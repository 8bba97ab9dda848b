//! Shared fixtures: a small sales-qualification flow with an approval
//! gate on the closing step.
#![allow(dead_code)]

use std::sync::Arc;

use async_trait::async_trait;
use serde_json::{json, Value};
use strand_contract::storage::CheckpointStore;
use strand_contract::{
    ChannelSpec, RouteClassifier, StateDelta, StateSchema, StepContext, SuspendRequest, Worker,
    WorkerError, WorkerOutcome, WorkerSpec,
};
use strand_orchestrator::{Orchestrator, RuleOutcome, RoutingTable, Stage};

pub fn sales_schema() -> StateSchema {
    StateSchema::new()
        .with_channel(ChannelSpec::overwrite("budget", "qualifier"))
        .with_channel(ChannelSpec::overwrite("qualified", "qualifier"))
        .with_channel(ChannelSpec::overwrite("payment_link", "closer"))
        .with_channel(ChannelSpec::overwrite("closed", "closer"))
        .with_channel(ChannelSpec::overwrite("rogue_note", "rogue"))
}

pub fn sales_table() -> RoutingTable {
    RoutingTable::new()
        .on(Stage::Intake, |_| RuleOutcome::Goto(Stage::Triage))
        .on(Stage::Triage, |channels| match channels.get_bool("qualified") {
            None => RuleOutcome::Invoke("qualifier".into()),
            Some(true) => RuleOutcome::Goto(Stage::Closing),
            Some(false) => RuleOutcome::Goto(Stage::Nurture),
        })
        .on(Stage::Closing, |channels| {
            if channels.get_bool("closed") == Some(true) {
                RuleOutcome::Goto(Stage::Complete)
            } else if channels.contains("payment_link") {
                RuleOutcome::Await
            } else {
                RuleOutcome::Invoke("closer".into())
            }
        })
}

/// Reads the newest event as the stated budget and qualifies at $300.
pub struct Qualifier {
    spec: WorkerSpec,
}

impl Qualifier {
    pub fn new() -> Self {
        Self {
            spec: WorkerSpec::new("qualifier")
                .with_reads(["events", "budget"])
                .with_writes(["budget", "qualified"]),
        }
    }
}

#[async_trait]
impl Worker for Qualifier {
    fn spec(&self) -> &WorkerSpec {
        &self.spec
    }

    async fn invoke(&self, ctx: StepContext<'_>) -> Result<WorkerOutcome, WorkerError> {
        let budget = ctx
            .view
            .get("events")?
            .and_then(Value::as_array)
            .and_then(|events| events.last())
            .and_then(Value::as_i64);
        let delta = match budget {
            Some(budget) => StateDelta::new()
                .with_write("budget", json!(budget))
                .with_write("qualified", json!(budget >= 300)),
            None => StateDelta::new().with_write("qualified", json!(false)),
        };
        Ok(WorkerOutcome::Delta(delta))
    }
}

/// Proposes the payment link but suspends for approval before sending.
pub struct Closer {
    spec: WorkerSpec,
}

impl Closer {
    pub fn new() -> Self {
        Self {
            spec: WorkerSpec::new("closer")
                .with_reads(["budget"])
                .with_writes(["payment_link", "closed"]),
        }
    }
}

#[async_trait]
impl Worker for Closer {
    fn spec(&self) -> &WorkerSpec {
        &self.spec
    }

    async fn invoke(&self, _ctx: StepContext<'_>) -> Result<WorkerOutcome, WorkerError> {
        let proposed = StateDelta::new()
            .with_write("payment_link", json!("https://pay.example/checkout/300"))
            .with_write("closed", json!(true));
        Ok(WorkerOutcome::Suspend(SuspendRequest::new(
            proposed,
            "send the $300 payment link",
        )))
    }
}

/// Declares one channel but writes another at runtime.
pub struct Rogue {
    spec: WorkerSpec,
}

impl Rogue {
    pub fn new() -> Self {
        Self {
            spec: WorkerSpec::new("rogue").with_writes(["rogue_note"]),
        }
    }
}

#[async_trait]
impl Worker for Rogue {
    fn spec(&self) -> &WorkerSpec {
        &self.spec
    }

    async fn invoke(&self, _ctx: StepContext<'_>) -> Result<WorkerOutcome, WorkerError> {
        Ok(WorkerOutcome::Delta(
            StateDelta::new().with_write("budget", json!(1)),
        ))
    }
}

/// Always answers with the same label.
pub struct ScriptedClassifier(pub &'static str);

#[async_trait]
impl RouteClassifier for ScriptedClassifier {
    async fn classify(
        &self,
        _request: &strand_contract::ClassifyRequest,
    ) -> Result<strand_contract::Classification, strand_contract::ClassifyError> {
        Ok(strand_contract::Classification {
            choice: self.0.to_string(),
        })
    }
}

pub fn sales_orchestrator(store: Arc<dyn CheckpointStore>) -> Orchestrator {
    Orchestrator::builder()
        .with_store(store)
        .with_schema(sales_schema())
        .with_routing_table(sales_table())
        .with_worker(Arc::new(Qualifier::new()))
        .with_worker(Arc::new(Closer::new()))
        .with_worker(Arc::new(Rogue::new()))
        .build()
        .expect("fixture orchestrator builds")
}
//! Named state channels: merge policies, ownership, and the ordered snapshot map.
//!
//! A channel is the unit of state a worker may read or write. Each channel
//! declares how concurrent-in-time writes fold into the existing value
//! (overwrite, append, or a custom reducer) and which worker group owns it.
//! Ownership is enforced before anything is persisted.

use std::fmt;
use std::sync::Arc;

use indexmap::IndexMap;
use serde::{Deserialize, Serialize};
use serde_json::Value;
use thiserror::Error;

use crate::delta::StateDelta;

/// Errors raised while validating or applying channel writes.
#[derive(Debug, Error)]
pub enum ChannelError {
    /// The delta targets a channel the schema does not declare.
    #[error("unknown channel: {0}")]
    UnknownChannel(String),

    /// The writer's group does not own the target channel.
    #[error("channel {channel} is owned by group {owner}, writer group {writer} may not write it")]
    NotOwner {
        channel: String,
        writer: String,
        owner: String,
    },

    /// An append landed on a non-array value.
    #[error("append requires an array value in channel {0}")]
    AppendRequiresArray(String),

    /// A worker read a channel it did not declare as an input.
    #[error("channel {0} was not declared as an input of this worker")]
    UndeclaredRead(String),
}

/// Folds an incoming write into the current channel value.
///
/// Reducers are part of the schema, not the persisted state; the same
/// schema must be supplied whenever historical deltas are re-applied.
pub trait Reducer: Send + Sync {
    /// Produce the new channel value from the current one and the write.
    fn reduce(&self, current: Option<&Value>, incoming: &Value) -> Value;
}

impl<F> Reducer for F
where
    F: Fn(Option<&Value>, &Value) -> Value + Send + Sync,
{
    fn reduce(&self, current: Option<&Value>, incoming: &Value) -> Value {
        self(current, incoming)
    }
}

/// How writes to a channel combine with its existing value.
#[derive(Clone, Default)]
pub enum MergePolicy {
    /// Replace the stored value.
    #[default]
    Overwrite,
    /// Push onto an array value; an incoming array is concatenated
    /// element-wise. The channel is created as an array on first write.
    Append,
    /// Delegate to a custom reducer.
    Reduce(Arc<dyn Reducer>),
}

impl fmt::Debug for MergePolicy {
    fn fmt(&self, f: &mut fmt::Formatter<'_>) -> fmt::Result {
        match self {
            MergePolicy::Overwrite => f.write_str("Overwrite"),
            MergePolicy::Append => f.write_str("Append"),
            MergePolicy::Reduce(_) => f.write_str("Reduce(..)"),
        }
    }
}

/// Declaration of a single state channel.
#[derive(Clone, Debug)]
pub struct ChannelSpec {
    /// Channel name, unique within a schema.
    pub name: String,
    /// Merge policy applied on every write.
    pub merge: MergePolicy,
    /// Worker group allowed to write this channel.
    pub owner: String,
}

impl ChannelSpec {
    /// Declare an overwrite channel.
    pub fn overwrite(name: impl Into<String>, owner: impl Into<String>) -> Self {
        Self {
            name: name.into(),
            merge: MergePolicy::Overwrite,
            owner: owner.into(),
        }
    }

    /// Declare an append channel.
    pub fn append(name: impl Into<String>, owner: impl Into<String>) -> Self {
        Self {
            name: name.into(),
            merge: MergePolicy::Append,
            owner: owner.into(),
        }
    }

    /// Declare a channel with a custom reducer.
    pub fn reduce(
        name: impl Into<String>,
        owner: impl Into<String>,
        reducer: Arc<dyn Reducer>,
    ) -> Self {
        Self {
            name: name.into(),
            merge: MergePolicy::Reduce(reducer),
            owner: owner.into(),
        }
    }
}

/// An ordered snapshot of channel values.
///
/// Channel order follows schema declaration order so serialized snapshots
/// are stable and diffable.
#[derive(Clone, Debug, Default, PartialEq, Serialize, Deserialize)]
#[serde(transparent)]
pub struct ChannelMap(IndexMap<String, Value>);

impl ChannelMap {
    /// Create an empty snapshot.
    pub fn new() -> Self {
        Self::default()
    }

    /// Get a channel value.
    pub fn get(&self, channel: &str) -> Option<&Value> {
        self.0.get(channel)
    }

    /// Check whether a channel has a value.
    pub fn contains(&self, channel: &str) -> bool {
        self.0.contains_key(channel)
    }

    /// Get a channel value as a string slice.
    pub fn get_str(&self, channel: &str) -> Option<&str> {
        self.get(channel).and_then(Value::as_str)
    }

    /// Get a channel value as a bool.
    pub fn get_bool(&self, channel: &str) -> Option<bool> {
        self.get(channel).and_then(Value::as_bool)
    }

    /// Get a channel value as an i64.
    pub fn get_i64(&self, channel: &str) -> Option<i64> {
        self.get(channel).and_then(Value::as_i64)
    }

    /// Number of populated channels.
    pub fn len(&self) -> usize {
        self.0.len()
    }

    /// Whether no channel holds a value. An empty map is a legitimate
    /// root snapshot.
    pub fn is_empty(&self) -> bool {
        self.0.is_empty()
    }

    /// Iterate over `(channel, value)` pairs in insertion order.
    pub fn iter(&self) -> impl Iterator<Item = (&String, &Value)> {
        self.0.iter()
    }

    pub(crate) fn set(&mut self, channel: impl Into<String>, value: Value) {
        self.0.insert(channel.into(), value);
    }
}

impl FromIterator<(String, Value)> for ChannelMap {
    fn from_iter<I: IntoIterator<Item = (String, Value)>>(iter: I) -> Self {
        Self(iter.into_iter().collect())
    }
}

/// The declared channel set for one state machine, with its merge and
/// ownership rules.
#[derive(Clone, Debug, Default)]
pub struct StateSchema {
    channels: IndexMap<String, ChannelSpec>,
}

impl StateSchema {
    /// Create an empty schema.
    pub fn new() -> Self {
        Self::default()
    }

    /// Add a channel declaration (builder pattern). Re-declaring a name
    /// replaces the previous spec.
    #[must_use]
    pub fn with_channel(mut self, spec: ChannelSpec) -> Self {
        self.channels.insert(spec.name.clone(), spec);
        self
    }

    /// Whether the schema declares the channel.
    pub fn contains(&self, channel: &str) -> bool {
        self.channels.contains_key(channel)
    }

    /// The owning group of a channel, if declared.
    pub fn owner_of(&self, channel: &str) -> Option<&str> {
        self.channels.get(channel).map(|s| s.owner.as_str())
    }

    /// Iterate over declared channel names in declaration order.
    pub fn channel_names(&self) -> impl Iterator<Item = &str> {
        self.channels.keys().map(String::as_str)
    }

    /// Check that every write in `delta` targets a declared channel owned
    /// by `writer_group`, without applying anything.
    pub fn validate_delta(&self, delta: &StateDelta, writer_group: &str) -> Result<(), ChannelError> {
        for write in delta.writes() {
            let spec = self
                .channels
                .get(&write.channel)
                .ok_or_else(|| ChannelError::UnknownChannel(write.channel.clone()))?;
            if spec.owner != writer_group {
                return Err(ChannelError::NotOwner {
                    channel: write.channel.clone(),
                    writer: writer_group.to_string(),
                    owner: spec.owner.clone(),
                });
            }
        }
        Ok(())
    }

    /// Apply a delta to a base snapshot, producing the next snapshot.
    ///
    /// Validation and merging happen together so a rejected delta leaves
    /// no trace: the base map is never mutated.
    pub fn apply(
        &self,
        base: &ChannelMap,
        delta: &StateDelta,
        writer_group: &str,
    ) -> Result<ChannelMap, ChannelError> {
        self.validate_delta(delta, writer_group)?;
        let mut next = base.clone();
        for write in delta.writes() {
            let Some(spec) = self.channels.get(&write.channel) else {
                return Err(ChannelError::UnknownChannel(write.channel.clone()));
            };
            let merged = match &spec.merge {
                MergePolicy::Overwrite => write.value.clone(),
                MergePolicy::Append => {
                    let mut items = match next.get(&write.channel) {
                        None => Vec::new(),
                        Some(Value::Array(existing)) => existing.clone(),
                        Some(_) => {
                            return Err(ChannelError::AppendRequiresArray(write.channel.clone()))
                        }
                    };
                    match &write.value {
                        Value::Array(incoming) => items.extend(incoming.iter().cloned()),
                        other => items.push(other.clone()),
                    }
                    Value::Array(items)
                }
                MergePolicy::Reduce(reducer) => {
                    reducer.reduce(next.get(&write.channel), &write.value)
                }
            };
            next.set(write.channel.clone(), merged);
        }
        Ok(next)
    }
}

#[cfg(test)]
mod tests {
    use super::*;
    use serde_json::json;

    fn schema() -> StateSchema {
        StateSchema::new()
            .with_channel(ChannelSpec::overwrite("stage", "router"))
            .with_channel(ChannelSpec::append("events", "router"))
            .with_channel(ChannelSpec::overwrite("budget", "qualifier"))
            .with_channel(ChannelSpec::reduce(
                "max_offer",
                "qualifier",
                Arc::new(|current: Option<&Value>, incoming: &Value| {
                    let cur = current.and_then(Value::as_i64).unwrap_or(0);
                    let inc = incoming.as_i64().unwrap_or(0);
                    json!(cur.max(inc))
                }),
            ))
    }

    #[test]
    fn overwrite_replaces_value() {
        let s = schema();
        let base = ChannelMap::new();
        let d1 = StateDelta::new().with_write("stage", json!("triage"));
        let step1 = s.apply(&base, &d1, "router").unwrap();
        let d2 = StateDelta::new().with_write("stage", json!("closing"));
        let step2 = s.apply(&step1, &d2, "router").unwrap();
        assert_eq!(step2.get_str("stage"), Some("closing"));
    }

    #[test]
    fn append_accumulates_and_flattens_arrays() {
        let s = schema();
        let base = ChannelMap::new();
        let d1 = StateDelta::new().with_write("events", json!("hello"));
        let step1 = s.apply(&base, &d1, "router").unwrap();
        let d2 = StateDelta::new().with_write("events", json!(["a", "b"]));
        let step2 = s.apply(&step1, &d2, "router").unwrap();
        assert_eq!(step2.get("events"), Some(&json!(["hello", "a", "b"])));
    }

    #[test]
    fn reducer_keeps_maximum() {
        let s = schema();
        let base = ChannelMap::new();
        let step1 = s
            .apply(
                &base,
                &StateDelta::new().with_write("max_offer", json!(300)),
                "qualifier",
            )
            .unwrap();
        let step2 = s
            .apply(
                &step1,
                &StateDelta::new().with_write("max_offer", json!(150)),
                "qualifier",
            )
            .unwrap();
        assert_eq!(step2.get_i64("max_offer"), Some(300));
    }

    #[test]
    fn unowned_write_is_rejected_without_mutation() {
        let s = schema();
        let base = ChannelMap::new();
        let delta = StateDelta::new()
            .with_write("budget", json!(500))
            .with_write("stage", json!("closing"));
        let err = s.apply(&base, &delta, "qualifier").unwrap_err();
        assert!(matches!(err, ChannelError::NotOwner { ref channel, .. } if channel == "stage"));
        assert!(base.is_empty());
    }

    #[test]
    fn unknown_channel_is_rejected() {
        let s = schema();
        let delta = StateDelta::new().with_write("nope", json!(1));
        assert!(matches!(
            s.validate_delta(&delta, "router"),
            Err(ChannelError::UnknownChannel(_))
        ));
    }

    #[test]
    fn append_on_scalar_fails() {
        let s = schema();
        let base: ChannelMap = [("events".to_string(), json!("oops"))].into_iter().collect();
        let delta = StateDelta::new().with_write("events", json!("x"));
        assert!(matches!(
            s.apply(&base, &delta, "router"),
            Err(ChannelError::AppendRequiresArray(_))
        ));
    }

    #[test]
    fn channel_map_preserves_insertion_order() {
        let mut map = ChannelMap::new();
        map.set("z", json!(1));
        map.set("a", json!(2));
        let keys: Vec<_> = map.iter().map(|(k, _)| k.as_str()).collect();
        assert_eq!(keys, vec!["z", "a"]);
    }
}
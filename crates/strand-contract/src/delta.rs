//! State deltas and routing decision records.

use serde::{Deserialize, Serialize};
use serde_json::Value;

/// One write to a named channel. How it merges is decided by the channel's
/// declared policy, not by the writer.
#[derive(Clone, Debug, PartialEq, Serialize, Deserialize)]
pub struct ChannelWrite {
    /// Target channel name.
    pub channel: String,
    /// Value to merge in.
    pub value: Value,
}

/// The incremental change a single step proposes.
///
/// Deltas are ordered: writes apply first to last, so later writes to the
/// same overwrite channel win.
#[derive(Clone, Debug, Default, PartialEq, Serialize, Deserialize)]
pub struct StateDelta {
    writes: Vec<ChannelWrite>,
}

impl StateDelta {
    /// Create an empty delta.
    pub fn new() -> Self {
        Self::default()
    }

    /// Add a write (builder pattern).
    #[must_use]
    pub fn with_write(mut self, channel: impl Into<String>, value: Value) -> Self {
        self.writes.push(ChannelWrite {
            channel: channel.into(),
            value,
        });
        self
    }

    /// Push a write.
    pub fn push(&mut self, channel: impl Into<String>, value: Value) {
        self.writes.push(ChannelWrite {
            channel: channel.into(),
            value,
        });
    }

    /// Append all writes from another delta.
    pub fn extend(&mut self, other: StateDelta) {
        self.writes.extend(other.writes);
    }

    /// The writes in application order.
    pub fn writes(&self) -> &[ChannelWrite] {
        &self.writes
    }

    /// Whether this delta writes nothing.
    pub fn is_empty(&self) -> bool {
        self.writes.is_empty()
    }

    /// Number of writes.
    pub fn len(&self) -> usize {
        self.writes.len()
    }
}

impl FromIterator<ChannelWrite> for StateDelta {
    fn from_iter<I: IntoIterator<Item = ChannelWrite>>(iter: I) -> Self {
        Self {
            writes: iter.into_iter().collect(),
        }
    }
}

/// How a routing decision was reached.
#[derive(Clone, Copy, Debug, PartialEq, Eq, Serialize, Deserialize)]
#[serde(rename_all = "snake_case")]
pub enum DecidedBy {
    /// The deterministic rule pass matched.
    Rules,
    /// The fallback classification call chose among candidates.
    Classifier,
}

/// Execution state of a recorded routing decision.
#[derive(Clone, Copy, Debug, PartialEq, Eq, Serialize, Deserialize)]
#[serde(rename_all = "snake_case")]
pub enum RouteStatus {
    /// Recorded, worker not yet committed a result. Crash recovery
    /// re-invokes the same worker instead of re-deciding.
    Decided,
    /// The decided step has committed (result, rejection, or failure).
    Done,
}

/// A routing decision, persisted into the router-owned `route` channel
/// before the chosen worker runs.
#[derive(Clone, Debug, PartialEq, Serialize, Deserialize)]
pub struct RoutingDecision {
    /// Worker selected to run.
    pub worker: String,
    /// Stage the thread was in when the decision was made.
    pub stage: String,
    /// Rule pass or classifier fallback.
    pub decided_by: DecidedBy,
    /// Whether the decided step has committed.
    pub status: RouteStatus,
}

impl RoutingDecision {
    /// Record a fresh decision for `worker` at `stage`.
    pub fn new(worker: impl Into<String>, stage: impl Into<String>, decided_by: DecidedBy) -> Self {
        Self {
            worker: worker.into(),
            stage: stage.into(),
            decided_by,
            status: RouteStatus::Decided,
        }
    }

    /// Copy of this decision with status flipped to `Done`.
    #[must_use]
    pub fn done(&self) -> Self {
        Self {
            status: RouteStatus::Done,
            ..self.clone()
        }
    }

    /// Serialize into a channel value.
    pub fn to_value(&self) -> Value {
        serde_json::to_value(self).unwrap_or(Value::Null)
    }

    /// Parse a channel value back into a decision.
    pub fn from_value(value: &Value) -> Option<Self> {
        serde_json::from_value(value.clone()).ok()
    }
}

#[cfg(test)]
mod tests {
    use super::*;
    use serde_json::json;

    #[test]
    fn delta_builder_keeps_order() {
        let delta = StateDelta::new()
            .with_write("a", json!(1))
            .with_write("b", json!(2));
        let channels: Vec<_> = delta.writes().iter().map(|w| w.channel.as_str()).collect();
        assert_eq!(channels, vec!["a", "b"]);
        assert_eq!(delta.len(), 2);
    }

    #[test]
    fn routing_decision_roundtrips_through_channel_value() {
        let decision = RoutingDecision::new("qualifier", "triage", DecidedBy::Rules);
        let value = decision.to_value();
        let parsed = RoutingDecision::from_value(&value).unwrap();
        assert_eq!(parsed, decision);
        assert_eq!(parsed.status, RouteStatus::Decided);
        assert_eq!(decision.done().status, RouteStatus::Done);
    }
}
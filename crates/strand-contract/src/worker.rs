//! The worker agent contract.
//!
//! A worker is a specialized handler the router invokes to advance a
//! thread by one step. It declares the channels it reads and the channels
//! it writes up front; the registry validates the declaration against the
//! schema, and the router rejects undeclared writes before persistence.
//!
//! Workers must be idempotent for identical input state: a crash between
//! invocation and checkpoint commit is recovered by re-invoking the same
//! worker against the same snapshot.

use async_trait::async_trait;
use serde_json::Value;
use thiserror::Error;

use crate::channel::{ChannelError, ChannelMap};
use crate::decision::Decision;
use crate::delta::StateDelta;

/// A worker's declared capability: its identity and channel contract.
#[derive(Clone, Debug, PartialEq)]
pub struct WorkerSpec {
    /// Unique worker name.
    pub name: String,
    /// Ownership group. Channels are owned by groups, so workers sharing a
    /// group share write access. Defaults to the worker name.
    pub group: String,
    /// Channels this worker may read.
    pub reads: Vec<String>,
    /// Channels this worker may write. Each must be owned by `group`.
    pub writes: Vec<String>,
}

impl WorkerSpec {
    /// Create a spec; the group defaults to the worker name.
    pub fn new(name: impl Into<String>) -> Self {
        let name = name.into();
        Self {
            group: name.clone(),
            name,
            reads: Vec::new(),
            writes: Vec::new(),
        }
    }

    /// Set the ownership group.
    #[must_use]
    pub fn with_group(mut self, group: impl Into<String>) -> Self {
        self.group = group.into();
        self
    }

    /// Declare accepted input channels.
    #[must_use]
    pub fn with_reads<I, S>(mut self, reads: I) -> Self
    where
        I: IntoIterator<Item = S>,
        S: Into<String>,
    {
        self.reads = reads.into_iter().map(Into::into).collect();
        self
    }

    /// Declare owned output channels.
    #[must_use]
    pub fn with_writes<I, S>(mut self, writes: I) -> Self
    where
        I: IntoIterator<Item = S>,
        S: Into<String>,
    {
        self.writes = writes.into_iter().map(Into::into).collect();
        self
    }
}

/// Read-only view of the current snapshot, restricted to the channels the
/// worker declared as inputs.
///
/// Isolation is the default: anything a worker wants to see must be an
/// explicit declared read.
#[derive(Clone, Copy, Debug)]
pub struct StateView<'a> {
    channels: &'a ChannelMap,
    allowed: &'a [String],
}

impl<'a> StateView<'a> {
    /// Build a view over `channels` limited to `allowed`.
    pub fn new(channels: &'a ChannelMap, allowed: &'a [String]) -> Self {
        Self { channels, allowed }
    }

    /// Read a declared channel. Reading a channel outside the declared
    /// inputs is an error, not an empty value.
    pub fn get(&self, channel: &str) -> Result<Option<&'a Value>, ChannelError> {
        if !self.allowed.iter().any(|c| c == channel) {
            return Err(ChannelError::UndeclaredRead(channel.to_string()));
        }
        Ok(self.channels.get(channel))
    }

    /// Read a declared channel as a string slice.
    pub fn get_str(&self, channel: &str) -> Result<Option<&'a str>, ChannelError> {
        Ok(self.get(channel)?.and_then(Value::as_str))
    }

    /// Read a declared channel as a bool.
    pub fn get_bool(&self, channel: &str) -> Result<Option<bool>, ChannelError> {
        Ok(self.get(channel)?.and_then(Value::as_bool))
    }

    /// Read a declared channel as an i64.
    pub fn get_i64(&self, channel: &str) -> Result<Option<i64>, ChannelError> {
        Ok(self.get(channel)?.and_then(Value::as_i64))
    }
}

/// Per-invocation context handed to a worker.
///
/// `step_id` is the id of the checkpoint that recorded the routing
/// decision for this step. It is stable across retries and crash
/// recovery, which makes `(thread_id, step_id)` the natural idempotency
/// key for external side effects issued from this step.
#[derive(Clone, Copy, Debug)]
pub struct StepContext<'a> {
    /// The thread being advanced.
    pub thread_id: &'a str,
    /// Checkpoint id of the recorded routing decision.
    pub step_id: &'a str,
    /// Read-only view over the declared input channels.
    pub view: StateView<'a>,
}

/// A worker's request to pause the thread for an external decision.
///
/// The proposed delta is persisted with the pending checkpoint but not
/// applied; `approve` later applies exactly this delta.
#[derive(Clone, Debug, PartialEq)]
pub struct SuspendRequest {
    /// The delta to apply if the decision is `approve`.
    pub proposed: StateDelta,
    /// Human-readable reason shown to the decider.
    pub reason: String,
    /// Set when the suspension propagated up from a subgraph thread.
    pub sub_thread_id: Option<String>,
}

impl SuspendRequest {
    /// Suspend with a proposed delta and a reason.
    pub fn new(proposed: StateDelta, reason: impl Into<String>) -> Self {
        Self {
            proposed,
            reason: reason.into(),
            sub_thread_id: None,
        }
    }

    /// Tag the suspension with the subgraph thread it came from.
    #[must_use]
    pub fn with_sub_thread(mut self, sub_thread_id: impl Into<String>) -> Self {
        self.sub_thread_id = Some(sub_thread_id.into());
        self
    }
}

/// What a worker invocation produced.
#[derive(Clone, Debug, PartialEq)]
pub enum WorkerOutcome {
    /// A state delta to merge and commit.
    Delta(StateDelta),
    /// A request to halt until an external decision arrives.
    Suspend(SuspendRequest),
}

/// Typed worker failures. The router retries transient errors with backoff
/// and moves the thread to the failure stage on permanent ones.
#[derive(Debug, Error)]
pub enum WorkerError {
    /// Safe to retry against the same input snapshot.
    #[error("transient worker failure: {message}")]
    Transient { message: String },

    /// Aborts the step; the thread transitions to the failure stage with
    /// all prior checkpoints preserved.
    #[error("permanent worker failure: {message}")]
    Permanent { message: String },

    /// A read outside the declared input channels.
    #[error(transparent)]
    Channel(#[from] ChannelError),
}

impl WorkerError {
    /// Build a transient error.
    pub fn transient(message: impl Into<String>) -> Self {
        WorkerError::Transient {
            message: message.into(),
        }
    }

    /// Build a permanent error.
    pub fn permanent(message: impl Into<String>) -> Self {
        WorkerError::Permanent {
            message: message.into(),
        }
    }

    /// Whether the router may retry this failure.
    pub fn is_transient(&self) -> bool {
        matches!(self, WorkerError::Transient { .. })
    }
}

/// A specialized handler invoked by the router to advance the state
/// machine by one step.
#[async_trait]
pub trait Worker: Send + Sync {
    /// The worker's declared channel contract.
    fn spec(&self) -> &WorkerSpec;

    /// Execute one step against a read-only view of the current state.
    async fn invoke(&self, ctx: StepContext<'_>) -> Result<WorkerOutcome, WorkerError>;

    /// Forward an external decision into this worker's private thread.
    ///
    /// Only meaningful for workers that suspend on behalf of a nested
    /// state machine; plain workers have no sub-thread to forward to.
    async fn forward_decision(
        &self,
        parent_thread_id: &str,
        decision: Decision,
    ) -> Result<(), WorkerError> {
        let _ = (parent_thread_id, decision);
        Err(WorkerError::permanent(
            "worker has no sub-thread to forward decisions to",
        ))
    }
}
----------
Work task: Your reply must contain exactly the lines from the first line of the data through the line holding "RoutingTable::new()", and nothing more.

Task solution:
repository 8bba97ab9dda848b
//! Shared fixtures: a small sales-qualification flow with an approval
//! gate on the closing step.
#![allow(dead_code)]

use std::sync::Arc;

use async_trait::async_trait;
use serde_json::{json, Value};
use strand_contract::storage::CheckpointStore;
use strand_contract::{
    ChannelSpec, RouteClassifier, StateDelta, StateSchema, StepContext, SuspendRequest, Worker,
    WorkerError, WorkerOutcome, WorkerSpec,
};
use strand_orchestrator::{Orchestrator, RuleOutcome, RoutingTable, Stage};

pub fn sales_schema() -> StateSchema {
    StateSchema::new()
        .with_channel(ChannelSpec::overwrite("budget", "qualifier"))
        .with_channel(ChannelSpec::overwrite("qualified", "qualifier"))
        .with_channel(ChannelSpec::overwrite("payment_link", "closer"))
        .with_channel(ChannelSpec::overwrite("closed", "closer"))
        .with_channel(ChannelSpec::overwrite("rogue_note", "rogue"))
}

pub fn sales_table() -> RoutingTable {
    RoutingTable::new()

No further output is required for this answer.